**RECORDS PROVIDED:**
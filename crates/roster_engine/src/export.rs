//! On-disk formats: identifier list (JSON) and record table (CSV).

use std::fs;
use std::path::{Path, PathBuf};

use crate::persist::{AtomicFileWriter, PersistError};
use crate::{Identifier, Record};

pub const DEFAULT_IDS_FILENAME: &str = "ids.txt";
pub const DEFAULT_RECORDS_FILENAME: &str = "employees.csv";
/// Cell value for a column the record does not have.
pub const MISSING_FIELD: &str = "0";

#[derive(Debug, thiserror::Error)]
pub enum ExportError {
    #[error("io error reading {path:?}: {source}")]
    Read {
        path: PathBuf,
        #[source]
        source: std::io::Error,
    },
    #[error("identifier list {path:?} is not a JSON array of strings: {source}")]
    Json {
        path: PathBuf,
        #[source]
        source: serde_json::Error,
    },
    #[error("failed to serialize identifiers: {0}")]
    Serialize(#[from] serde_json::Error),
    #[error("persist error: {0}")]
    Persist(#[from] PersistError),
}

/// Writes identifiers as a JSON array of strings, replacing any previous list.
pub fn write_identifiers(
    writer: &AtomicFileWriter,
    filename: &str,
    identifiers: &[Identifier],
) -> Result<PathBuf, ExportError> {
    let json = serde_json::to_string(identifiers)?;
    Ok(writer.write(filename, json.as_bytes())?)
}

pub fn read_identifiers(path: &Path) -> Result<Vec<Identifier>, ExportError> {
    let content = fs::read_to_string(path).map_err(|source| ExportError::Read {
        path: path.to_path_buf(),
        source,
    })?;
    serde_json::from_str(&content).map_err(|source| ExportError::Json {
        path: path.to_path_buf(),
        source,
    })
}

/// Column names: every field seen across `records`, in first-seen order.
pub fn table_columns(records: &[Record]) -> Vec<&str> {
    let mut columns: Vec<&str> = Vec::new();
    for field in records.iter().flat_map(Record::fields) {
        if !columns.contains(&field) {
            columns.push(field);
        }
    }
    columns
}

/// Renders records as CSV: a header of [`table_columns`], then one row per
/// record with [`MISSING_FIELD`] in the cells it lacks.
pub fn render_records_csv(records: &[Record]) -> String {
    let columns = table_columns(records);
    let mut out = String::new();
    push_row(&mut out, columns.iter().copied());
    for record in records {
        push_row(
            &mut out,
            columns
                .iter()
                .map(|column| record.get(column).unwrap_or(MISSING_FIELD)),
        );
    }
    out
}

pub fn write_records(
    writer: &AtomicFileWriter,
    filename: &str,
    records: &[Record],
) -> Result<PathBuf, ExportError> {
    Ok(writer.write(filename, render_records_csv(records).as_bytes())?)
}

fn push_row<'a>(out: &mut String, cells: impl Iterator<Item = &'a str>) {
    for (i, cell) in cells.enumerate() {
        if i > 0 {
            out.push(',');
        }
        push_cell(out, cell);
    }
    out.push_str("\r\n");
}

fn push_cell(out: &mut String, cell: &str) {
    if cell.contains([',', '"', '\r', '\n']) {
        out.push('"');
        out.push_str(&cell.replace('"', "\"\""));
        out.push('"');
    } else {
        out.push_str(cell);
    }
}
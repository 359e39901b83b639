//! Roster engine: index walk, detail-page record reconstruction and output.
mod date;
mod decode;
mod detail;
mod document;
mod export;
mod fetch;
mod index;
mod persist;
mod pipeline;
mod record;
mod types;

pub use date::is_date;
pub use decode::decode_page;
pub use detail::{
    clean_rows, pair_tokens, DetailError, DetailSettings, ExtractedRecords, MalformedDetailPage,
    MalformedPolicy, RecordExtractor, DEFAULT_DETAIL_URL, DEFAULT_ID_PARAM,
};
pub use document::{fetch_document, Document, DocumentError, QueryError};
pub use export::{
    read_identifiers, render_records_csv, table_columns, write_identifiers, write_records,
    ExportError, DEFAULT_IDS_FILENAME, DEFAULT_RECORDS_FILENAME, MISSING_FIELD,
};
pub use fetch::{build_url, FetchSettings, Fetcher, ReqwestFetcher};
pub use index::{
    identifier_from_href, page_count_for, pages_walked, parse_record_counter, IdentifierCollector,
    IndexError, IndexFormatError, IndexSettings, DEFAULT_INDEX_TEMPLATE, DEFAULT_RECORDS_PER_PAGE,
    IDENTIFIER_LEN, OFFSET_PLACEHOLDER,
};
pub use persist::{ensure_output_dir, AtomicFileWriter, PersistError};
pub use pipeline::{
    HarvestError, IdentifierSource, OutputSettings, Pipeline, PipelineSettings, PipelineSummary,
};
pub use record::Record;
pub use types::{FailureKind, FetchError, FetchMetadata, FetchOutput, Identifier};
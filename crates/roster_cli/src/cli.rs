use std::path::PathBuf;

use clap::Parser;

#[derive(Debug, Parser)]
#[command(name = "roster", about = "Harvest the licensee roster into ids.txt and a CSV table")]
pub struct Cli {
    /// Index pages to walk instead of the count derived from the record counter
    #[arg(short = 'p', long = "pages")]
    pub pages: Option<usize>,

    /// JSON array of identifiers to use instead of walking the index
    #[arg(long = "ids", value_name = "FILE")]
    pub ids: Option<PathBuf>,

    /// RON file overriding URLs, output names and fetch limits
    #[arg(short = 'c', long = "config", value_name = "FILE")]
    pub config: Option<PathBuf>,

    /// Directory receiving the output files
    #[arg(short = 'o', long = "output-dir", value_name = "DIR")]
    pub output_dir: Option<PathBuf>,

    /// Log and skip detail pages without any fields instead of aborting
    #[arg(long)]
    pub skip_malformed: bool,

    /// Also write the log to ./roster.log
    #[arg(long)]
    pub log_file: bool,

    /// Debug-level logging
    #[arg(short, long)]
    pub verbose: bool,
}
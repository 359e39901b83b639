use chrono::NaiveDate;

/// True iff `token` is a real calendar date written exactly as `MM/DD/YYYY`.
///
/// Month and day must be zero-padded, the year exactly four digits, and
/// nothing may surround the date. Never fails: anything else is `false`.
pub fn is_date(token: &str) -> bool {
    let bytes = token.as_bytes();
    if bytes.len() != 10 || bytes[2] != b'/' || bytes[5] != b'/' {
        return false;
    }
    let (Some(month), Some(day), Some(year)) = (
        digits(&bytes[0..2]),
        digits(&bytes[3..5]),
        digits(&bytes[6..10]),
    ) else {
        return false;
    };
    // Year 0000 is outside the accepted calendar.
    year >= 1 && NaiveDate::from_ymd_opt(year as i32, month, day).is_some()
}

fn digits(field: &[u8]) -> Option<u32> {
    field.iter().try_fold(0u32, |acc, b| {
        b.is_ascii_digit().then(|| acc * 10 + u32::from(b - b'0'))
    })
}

**HOW TO COMPLETE THIS TASK:**
Find each line in the listing above that contains "Parser", and copy that line.

**PROBLEM SOLUTION:**
use clap::Parser;
#[derive(Debug, Parser)]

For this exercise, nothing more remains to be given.